Mais pour dépeindre un certain type de misère anti-matérialiste, le roman est au top, à commencer par l’état de base de la maison Hanrahan : « spongieux de pourriture » d’une manière qui fait ressembler les vieux jardins gris à un joli petit réparateur, sentant unique mais reconnaissable de « carton, poulet rôti, les frontaux des chapeaux vieillis ».

Il y a des coccinelles qui nichent dans les rideaux ; les murs du sous-sol sont tapissés de « si ce n’est techniquement des crapauds, alors des cloques fongiques » ; et pommes de terre stockées dans le lave-vaisselle. Et il y a des tas de fouillis insurmontables qui provoqueront des frissons de reconnaissance horrifiée chez tous ceux que le fouillis a déjà conquis (« cadres cassés… pièces d’échecs, bouts de crayon incroyablement petits »).

Quand, « The Exhibitionist » semble poser une question large et ouverte, est-il temps de jeter les choses – les gens, les modes de vie -? Pouvons-nous Kondo nos propres psychés?

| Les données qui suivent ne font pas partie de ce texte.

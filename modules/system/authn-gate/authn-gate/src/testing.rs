//! Test helpers: token minting and scripted validation authorities.

#![allow(clippy::expect_used)]

use std::sync::atomic::{AtomicUsize, Ordering};
use std::time::Duration;

use async_trait::async_trait;
use authn_gate_sdk::{AuthorityError, ValidationAuthorityClient};
use chrono::{DateTime, TimeDelta, Utc};
use jsonwebtoken::{EncodingKey, Header};
use parking_lot::Mutex;
use secrecy::SecretString;
use serde::Serialize;

const TEST_SIGNING_SECRET: &[u8] = b"gatekeeper-test-signing-secret";

/// Signs arbitrary claims into a compact HS256 token.
///
/// # Panics
///
/// If `claims` cannot be serialized.
#[must_use]
pub fn mint_claims<T: Serialize>(claims: &T) -> String {
    jsonwebtoken::encode(
        &Header::default(),
        claims,
        &EncodingKey::from_secret(TEST_SIGNING_SECRET),
    )
    .expect("test claims must serialize")
}

/// Mints a token for `subject` expiring at `expires_at`.
#[must_use]
pub fn mint_token(subject: &str, expires_at: DateTime<Utc>) -> String {
    #[derive(Serialize)]
    struct Claims<'a> {
        sub: &'a str,
        exp: i64,
    }

    mint_claims(&Claims {
        sub: subject,
        exp: expires_at.timestamp(),
    })
}

/// Mints a token for `subject` expiring `lifetime` from now.
#[must_use]
pub fn mint_token_valid_for(subject: &str, lifetime: Duration) -> String {
    let lifetime = TimeDelta::from_std(lifetime).expect("lifetime fits a TimeDelta");
    mint_token(subject, Utc::now() + lifetime)
}

/// `Authorization` header value for `token`.
#[must_use]
pub fn bearer(token: &str) -> String {
    format!("Bearer {token}")
}

/// What a [`ScriptedAuthority`] answers.
#[derive(Debug, Clone)]
pub enum AuthorityVerdict {
    Accept,
    Reject,
    Fail(AuthorityError),
}

/// Validation authority with a fixed answer, counting its calls.
pub struct ScriptedAuthority {
    verdict: Mutex<AuthorityVerdict>,
    delay: Duration,
    calls: AtomicUsize,
}

impl ScriptedAuthority {
    #[must_use]
    pub fn new(verdict: AuthorityVerdict) -> Self {
        Self {
            verdict: Mutex::new(verdict),
            delay: Duration::ZERO,
            calls: AtomicUsize::new(0),
        }
    }

    #[must_use]
    pub fn accepting() -> Self {
        Self::new(AuthorityVerdict::Accept)
    }

    #[must_use]
    pub fn rejecting() -> Self {
        Self::new(AuthorityVerdict::Reject)
    }

    #[must_use]
    pub fn unavailable() -> Self {
        Self::new(AuthorityVerdict::Fail(AuthorityError::Unavailable(
            "connection refused".to_owned(),
        )))
    }

    /// Each call sleeps for `delay` before answering.
    #[must_use]
    pub fn with_delay(mut self, delay: Duration) -> Self {
        self.delay = delay;
        self
    }

    pub fn set_verdict(&self, verdict: AuthorityVerdict) {
        *self.verdict.lock() = verdict;
    }

    #[must_use]
    pub fn calls(&self) -> usize {
        self.calls.load(Ordering::SeqCst)
    }
}

#[async_trait]
impl ValidationAuthorityClient for ScriptedAuthority {
    async fn validate_credential(&self, _credential: &SecretString) -> Result<bool, AuthorityError> {
        self.calls.fetch_add(1, Ordering::SeqCst);
        if !self.delay.is_zero() {
            tokio::time::sleep(self.delay).await;
        }
        let verdict = self.verdict.lock().clone();
        match verdict {
            AuthorityVerdict::Accept => Ok(true),
            AuthorityVerdict::Reject => Ok(false),
            AuthorityVerdict::Fail(e) => Err(e),
        }
    }
}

Quant aux enfants adultes du couple dysfonctionnel, ils ne vont vraiment pas bien. Patrick, un type nerveux surnommé «Patch», cherche désespérément à plaire à son beau-père; il vit dans une «caravane» (le mot britannique pour une remorque) sur la propriété, travaillant comme jardinier et bricoleur comme s’il pouvait réparer la famille en équarrissant les joints de son domicile. (Le long catalogue de ses peurs de jeunesse présente des géants, des cavernes et des hommes des cavernes, et Struwwelpeter.) Leah est une méchante de bande dessinée en miniature : aveuglément, bizarrement dévouée au patriarche exigeant, aux grands frais de sa mère.

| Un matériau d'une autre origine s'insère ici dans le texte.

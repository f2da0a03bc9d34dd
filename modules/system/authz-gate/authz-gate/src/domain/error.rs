//! Domain errors for the `AuthZ` gate.

use authz_gate_sdk::{AuthZGateError, PermissionSourceError};
use gatekeeper_cache::CacheError;

/// Internal domain errors.
#[derive(thiserror::Error, Debug)]
pub enum DomainError {
    #[error("subject '{subject_id}' lacks permission for operation '{operation}'")]
    InsufficientPermission {
        subject_id: String,
        operation: String,
    },

    #[error("anonymous caller for permission-protected operation '{operation}'")]
    AnonymousCaller { operation: String },

    #[error("permission source unavailable: {0}")]
    PermissionSourceUnavailable(#[source] PermissionSourceError),

    #[error("capability resolution aborted")]
    ResolutionAborted,
}

impl From<CacheError<PermissionSourceError>> for DomainError {
    fn from(e: CacheError<PermissionSourceError>) -> Self {
        match e {
            CacheError::Compute(e) => Self::PermissionSourceUnavailable(e),
            CacheError::Aborted => Self::ResolutionAborted,
        }
    }
}

impl From<DomainError> for AuthZGateError {
    fn from(e: DomainError) -> Self {
        match e {
            DomainError::InsufficientPermission { .. } | DomainError::AnonymousCaller { .. } => {
                Self::InsufficientPermission
            }
            DomainError::PermissionSourceUnavailable(e) => {
                Self::PermissionSourceUnavailable(e.to_string())
            }
            DomainError::ResolutionAborted => {
                Self::PermissionSourceUnavailable("capability resolution aborted".to_owned())
            }
        }
    }
}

Seule la plus jeune, Jess, s’est éloignée de ce foyer d’origine dysfonctionnel, mais est maintenant enceinte de manière ambivalente d’un petit ami dont elle n’est pas sûre. « Quelque chose grandit à l’intérieur de Jess », écrit Mendelson. « C’est le doute. » Dans une scène d’après-fête, ce quatuor s’emmêlera violemment comme s’il s’agissait d’une « Succession » boho à moindre enjeu.

Tous ces points de vue se déchaînent un peu comme des ruisseaux de peinture, alors même que « The Exhibitionist » esquisse minutieusement et souvent brillamment les faiblesses d’une certaine classe créative, et beaucoup reste en suspens. Elle-même jardinière passionnée, l’auteure semble plus intéressée à creuser autour de la saleté des relations humaines qu’à ranger l’intrigue.